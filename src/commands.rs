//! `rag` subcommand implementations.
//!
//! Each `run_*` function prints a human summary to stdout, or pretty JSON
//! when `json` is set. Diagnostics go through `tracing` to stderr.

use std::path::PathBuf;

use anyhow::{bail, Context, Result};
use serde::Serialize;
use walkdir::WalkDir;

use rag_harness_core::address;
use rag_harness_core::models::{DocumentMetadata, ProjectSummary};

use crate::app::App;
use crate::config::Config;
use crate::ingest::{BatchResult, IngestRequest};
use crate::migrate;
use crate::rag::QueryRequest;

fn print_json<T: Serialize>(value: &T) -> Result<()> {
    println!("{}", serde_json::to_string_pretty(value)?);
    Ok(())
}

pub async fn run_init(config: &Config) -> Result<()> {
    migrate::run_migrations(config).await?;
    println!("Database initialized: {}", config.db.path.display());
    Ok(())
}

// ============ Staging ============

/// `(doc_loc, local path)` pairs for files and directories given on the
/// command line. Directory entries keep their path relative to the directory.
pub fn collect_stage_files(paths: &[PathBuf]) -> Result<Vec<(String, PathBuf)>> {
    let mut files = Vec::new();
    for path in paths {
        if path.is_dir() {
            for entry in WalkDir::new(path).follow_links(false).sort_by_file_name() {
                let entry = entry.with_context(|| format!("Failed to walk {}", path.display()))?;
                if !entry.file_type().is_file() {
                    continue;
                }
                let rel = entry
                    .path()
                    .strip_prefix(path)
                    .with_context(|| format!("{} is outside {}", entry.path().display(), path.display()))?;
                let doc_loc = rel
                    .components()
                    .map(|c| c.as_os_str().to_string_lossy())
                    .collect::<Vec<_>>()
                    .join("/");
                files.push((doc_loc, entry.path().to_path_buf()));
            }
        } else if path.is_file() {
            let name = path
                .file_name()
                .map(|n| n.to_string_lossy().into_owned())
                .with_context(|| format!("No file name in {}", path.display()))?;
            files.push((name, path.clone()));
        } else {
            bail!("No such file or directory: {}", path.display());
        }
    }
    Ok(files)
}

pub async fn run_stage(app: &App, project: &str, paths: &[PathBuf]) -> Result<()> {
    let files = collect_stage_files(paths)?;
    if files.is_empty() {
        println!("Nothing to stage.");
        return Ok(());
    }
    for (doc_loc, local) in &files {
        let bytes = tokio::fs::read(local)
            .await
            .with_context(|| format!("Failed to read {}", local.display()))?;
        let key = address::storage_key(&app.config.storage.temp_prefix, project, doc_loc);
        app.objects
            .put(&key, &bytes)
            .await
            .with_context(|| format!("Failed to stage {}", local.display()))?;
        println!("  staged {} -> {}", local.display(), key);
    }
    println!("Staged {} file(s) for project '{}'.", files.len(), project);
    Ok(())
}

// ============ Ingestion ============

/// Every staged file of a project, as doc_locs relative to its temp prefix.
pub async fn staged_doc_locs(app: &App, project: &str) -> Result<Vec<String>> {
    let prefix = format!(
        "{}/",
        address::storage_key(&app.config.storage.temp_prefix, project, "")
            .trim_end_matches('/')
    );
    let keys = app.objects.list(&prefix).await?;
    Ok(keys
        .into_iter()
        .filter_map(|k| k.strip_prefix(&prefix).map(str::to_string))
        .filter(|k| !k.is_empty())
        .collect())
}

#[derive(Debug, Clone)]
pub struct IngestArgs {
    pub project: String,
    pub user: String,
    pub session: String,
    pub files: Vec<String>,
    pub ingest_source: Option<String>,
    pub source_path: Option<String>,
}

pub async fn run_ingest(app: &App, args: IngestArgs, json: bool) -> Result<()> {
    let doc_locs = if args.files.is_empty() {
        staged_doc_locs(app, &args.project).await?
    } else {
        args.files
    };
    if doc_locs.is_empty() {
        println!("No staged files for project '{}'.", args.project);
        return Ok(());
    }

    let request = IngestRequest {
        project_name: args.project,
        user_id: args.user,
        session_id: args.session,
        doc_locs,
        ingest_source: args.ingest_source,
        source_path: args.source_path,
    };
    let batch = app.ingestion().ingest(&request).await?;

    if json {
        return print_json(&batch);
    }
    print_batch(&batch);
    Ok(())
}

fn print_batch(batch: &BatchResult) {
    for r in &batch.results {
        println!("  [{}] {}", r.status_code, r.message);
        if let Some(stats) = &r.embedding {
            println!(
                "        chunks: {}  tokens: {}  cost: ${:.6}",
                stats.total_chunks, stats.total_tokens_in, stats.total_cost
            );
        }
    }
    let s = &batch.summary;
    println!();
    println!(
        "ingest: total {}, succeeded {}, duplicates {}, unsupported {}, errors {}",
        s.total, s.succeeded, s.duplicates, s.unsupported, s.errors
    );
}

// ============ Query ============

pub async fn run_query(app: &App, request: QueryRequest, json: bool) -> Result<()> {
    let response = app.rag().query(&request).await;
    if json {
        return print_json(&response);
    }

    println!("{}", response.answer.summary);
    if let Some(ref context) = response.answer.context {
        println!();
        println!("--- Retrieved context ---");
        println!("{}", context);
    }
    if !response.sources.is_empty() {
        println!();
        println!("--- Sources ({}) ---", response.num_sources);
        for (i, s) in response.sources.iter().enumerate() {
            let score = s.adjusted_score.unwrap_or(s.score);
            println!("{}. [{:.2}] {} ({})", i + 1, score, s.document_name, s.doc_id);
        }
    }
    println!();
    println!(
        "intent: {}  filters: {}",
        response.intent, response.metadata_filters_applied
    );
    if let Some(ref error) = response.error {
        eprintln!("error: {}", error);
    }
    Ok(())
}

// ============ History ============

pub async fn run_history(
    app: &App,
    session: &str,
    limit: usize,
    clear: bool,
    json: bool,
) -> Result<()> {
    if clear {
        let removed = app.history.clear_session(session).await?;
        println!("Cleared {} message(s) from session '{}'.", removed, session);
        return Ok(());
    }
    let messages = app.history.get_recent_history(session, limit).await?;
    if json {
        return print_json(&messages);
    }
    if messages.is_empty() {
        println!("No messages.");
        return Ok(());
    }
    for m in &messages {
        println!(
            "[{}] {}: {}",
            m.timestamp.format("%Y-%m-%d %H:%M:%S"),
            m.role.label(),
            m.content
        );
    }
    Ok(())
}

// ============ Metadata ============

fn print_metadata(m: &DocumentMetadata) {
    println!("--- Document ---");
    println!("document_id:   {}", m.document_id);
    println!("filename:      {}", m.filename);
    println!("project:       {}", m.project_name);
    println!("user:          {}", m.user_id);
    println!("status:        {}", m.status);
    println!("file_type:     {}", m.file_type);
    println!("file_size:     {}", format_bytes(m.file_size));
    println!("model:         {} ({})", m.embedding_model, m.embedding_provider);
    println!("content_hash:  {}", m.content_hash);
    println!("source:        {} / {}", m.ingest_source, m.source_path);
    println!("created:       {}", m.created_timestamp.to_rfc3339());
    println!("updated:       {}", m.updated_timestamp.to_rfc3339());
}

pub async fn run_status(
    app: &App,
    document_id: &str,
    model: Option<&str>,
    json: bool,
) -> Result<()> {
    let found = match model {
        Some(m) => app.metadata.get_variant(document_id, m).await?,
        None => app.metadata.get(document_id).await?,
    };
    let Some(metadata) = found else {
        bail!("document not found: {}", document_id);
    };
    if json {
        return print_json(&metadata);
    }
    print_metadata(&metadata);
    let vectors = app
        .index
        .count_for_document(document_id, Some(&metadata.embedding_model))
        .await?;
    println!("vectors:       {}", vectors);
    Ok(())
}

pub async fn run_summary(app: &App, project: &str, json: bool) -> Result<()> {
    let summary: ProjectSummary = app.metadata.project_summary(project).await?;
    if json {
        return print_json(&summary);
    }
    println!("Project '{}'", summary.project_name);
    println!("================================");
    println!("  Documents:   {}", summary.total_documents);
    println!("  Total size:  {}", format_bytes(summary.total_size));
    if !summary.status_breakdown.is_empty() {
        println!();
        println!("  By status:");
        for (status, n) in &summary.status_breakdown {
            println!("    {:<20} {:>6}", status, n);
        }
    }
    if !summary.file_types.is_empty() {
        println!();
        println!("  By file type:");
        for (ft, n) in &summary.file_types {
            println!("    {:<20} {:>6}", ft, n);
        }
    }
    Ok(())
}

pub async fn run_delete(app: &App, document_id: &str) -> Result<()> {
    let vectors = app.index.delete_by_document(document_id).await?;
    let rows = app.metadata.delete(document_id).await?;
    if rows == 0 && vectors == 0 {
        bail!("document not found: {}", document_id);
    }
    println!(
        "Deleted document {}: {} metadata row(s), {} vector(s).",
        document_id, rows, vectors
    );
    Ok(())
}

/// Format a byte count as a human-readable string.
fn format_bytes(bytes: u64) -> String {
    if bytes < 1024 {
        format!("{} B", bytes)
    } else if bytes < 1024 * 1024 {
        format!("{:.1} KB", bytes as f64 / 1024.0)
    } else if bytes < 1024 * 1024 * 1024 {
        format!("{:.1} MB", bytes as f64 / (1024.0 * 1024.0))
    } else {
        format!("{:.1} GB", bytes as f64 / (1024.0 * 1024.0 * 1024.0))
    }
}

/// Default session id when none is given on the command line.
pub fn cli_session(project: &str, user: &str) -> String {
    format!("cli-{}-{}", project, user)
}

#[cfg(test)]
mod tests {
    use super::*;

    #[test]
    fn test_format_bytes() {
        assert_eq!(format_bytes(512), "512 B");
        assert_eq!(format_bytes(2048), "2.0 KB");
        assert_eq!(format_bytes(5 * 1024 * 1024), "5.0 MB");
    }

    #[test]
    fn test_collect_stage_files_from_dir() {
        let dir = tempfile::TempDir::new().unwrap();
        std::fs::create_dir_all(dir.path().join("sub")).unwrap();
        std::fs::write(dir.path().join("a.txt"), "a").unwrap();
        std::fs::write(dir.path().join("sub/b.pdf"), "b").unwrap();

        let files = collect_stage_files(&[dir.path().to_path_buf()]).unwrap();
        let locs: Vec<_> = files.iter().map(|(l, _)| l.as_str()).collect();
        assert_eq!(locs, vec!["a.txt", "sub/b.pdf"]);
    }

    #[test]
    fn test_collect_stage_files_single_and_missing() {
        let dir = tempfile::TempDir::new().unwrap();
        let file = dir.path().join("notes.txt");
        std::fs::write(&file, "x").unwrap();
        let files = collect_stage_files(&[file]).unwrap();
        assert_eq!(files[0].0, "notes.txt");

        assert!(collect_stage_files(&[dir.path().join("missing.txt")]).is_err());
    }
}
• • •
**Work to complete**
From the material above, copy out every line bearing the string "removed".

**Output for this exercise**
        let removed = app.history.clear_session(session).await?;
        println!("Cleared {} message(s) from session '{}'.", removed, session);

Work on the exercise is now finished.